I am a very spoiled old woman. My mornings start with my husband Tom bringing me a fresh cup of coffee in bed and the days often end with us playing scrabble in the evenings. It’s a life filled with little moments of pure peace and joy and I have to remind myself that it wasn’t always this way.

A decade ago, my life looked fantastic on paper but, bubbling under the surface, was turmoil. I was married and working as a Project Manager for a construction company where I took on everything from managing complex contracts to dealing with office staff, field crews and owners.

The work itself was fun and interesting but I always needed to throw myself in physical activity, training endlessly for marathons and long distance cycling races, to deal with the high pressure of the job and the stress of my “hidden secret”.

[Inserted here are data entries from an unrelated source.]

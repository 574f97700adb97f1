//! Per-tick host snapshot: the live state the aggregator reads once per tick.
//!
//! Raw ids keep the host's `-1` sentinel; conversion to `Option` happens
//! when a record is assembled.

use crate::{
    event::GameState,
    types::{ActorHandle, Cycle, LocalPoint, Tick, WorldPoint, NONE_ID},
};
use serde::{Deserialize, Serialize};

fn none_id() -> i32 { NONE_ID }

#[derive(Debug, Clone, Serialize, Deserialize, PartialEq, Eq)]
#[serde(tag = "type", rename_all = "snake_case")]
pub enum ActorKind {
    Player,
    NonPlayer { id: i32 },
}

/// An actor as the host currently sees it.
#[derive(Debug, Clone, Serialize, Deserialize, PartialEq)]
pub struct ActorSnapshot {
    pub handle:      ActorHandle,
    pub kind:        ActorKind,
    pub name:        String,
    #[serde(default = "none_id")]
    pub animation:   i32,
    #[serde(default = "none_id")]
    pub graphic:     i32,
    /// Handle of the actor this one is interacting with.
    #[serde(default)]
    pub interacting: Option<ActorHandle>,
}

impl ActorSnapshot {
    /// Display label: players by name, non-players as `name (id)`.
    pub fn label(&self) -> String {
        match self.kind {
            ActorKind::Player          => self.name.clone(),
            ActorKind::NonPlayer { id } => format!("{} ({id})", self.name),
        }
    }

    /// True when `self` and `other` are engaged with each other in either direction.
    pub fn engaged_with(&self, other: &ActorSnapshot) -> bool {
        self.interacting == Some(other.handle) || other.interacting == Some(self.handle)
    }
}

/// The operator-controlled actor plus its tile.
#[derive(Debug, Clone, Serialize, Deserialize, PartialEq)]
pub struct LocalActor {
    pub actor:    ActorSnapshot,
    pub position: WorldPoint,
}

#[derive(Debug, Clone, Serialize, Deserialize, PartialEq)]
pub struct ProjectileView {
    pub id:               i32,
    pub start_height:     i32,
    pub end_height:       i32,
    pub slope:            i32,
    pub remaining_cycles: i32,
    pub start_x:          i32,
    pub start_y:          i32,
    pub start_cycle:      Cycle,
}

#[derive(Debug, Clone, Serialize, Deserialize, PartialEq)]
pub struct GraphicsObjectView {
    pub id:          i32,
    pub level:       i32,
    pub start_cycle: Cycle,
    pub location:    LocalPoint,
}

/// Everything the host hands over at a tick boundary.
#[derive(Debug, Clone, Serialize, Deserialize, PartialEq)]
pub struct TickSnapshot {
    pub tick:             Tick,
    /// Current client cycle; projectile and graphic windows are relative to it.
    pub cycle:            Cycle,
    /// When absent, the last state seen via `GameStateChanged` is used.
    #[serde(default)]
    pub game_state:       Option<GameState>,
    /// `None` between world loads.
    #[serde(default)]
    pub local:            Option<LocalActor>,
    /// The local actor's current interaction target.
    #[serde(default)]
    pub interacting:      Option<ActorSnapshot>,
    #[serde(default)]
    pub projectiles:      Vec<ProjectileView>,
    #[serde(default)]
    pub graphics_objects: Vec<GraphicsObjectView>,
}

There comes a time when you can’t run any longer. It was on a 17-mile bike ride from Port Angeles up to Hurricane Ridge where I finally faced my unseen truth. Even though I had been identified as a man, I knew I was a woman.
Transitioning to my real self wasn’t easy. However, my life opened up in amazing ways – including falling in love with an old friend and now a dear love, Tom. Unfortunately, even though we want to spend our days quietly spoiling each other, the world does not always accept us.

After the horrible deaths in Orlando, I got a panicked call from my daughters who were concerned for my safety. I’ve often been implored to use caution, to be safe when leaving the house. And my family’s fear has only grown as they have witnessed the increasingly hateful messages and legislation, proposed and passed, regarding transgender people – like me.

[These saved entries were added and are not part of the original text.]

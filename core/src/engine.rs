//! The recorder: owns all capture state from plugin start to plugin stop.
//!
//! RULES:
//!   - One `Recorder` per plugin lifetime. Nothing is held in globals.
//!   - The host calls in on a single thread; no locking anywhere.
//!   - Failures never escape as panics: a tick is skipped or a save
//!     did not happen, and the caller gets the error.

use crate::{
    aggregator::{TickAggregator, TickOutcome},
    command::OperatorCommand,
    config::TraceConfig,
    control::{FilenamePrompt, PersistControl, PersistOutcome, PresetPrompt},
    drop_capture::{DropOutcome, DropSession},
    error::TraceResult,
    event::{AreaSoundEffectPlayed, GameState, GameStateChanged, HostEvent, ItemSpawned, SoundEffectPlayed},
    session::{Session, SessionData},
    snapshot::{ActorSnapshot, TickSnapshot},
    store::SessionStore,
};

/// Running totals, for summaries.
#[derive(Debug, Default, Clone, Copy, PartialEq, Eq)]
pub struct RecorderStats {
    pub ticks_seen:     u64,
    pub ticks_skipped:  u64,
    pub ticks_recorded: u64,
    pub saves:          u64,
}

pub struct Recorder {
    session:    Session,
    aggregator: TickAggregator,
    persist:    PersistControl,
    drops:      DropSession,
    store:      SessionStore,
    stats:      RecorderStats,
}

impl Recorder {
    /// Plugin start: fresh, inactive session and empty buffers.
    pub fn start(config: &TraceConfig) -> Self {
        log::debug!(
            "recorder started: json={} txt={} drops={}",
            config.json_dir.display(),
            config.txt_dir.display(),
            config.drops_dir.display()
        );
        Self {
            session:    Session::new(),
            aggregator: TickAggregator::new(config.projectile_window),
            persist:    PersistControl::new(),
            drops:      DropSession::new(),
            store:      SessionStore::new(config),
            stats:      RecorderStats::default(),
        }
    }

    pub fn session(&self) -> &Session {
        &self.session
    }

    /// Lifecycle state last reported through `GameStateChanged`.
    pub fn game_state(&self) -> GameState {
        self.aggregator.game_state()
    }

    pub fn drops(&self) -> &DropSession {
        &self.drops
    }

    pub fn is_committed(&self) -> bool {
        self.persist.is_committed()
    }

    pub fn stats(&self) -> RecorderStats {
        self.stats
    }

    /// Text for the on-screen recording indicator.
    pub fn status_label(&self) -> &'static str {
        if self.session.is_active() { "Tracking" } else { "Not tracking" }
    }

    // ── Host notifications ─────────────────────────────────────

    pub fn on_sound(&mut self, event: &SoundEffectPlayed) {
        self.aggregator.on_sound(event, &mut self.session);
    }

    pub fn on_area_sound(&mut self, event: &AreaSoundEffectPlayed, local: Option<&ActorSnapshot>) {
        self.aggregator.on_area_sound(event, local, &mut self.session);
    }

    pub fn on_item_spawned(&mut self, event: &ItemSpawned) {
        self.aggregator.on_item_spawned(event);
    }

    pub fn on_game_state_changed(&mut self, event: &GameStateChanged) {
        self.aggregator.on_game_state_changed(event, &mut self.session);
    }

    pub fn on_tick(&mut self, snapshot: &TickSnapshot) -> TickOutcome {
        let outcome = self.aggregator.on_tick(snapshot, &mut self.session);
        self.stats.ticks_seen += 1;
        match outcome {
            TickOutcome::Skipped  => self.stats.ticks_skipped += 1,
            TickOutcome::Recorded => self.stats.ticks_recorded += 1,
            TickOutcome::Empty | TickOutcome::NotRecording => {}
        }
        outcome
    }

    // ── Operator controls ──────────────────────────────────────

    /// Flip recording; discards unsaved data in either direction.
    pub fn toggle_recording(&mut self) -> bool {
        let dropped = self.session.records().len();
        let active = self.session.toggle();
        log::info!("recording {} ({dropped} unsaved records discarded)", if active { "on" } else { "off" });
        active
    }

    pub fn persist(&mut self, prompt: &mut dyn FilenamePrompt) -> TraceResult<PersistOutcome> {
        let outcome = self
            .persist
            .invoke(&mut self.session, &self.store, prompt)
            .inspect_err(|e| log::warn!("session save failed: {e}"))?;
        if matches!(outcome, PersistOutcome::Saved(_)) {
            self.stats.saves += 1;
        }
        Ok(outcome)
    }

    pub fn toggle_drop_capture(&mut self, prompt: &mut dyn FilenamePrompt) -> TraceResult<DropOutcome> {
        self.drops
            .toggle(&self.store, prompt)
            .inspect_err(|e| log::warn!("drop capture save failed: {e}"))
    }

    /// Route one host event. Commands carrying a file name use it instead
    /// of asking `prompt`.
    pub fn dispatch(&mut self, event: HostEvent, prompt: &mut dyn FilenamePrompt) -> TraceResult<()> {
        match event {
            HostEvent::SoundEffectPlayed(ev)               => self.on_sound(&ev),
            HostEvent::AreaSoundEffectPlayed { sound, local } => self.on_area_sound(&sound, local.as_ref()),
            HostEvent::ItemSpawned(ev)                     => self.on_item_spawned(&ev),
            HostEvent::GameStateChanged(ev)                => self.on_game_state_changed(&ev),
            HostEvent::GameTick(snapshot) => {
                self.on_tick(&snapshot);
            }
            HostEvent::Command { command } => match command {
                OperatorCommand::ToggleRecording => {
                    self.toggle_recording();
                }
                OperatorCommand::Persist { file_name } => {
                    self.persist(&mut PresetPrompt::new(file_name, prompt))?;
                }
                OperatorCommand::ToggleDropCapture { file_name } => {
                    self.toggle_drop_capture(&mut PresetPrompt::new(file_name, prompt))?;
                }
            },
        }
        Ok(())
    }

    /// Plugin stop. Returns whatever was captured but never saved.
    pub fn stop(mut self) -> SessionData {
        let unsaved = self.session.take();
        if !unsaved.records.is_empty() || !unsaved.log_lines.is_empty() {
            log::warn!(
                "recorder stopped with {} unsaved records and {} log lines",
                unsaved.records.len(),
                unsaved.log_lines.len()
            );
        }
        unsaved
    }
}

It is maddening that my loved ones have to be concerned about my safety purely because of who I am. Luckily, with age comes stubbornness. I’ve already spent 50 years of my life hidden and refuse to live the rest of it in fear. But I do worry about future generations.

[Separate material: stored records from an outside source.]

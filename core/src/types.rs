//! Shared primitive types used across the recorder.

use serde::{Deserialize, Serialize};

/// The host's server-tick counter. One tick = one simulation update.
pub type Tick = u64;

/// The host's client-side cycle counter (finer-grained than ticks).
pub type Cycle = i64;

/// Opaque, host-assigned identity of an actor. Stable while the actor
/// is loaded; two snapshots with the same handle refer to the same actor.
pub type ActorHandle = u64;

/// Raw id the host uses for "no animation" / "no graphic".
pub const NONE_ID: i32 = -1;

/// Map a raw host id to `None` when it carries the "none" sentinel.
pub fn active_id(raw: i32) -> Option<i32> {
    if raw == NONE_ID { None } else { Some(raw) }
}

/// A tile in world coordinates.
#[derive(Debug, Clone, Copy, Serialize, Deserialize, PartialEq, Eq, Hash)]
pub struct WorldPoint {
    pub x:     i32,
    pub y:     i32,
    pub plane: i32,
}

impl WorldPoint {
    pub fn new(x: i32, y: i32, plane: i32) -> Self {
        Self { x, y, plane }
    }
}

/// A point in scene-local coordinates.
#[derive(Debug, Clone, Copy, Serialize, Deserialize, PartialEq, Eq)]
pub struct LocalPoint {
    pub x: i32,
    pub y: i32,
}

Our youth should feel nothing but love and support as they discover who they are as people. That is why Tom and I are more determined to be open to the community and lead by example, showing who we are to the world. Scrabble lovers and all.

And if Tom and I are ever blessed with grandchildren, I will endeavor to spoil each of them with kisses, hugs, and silliness as I did with my own children. As I would for all the children out there looking to find their true selves.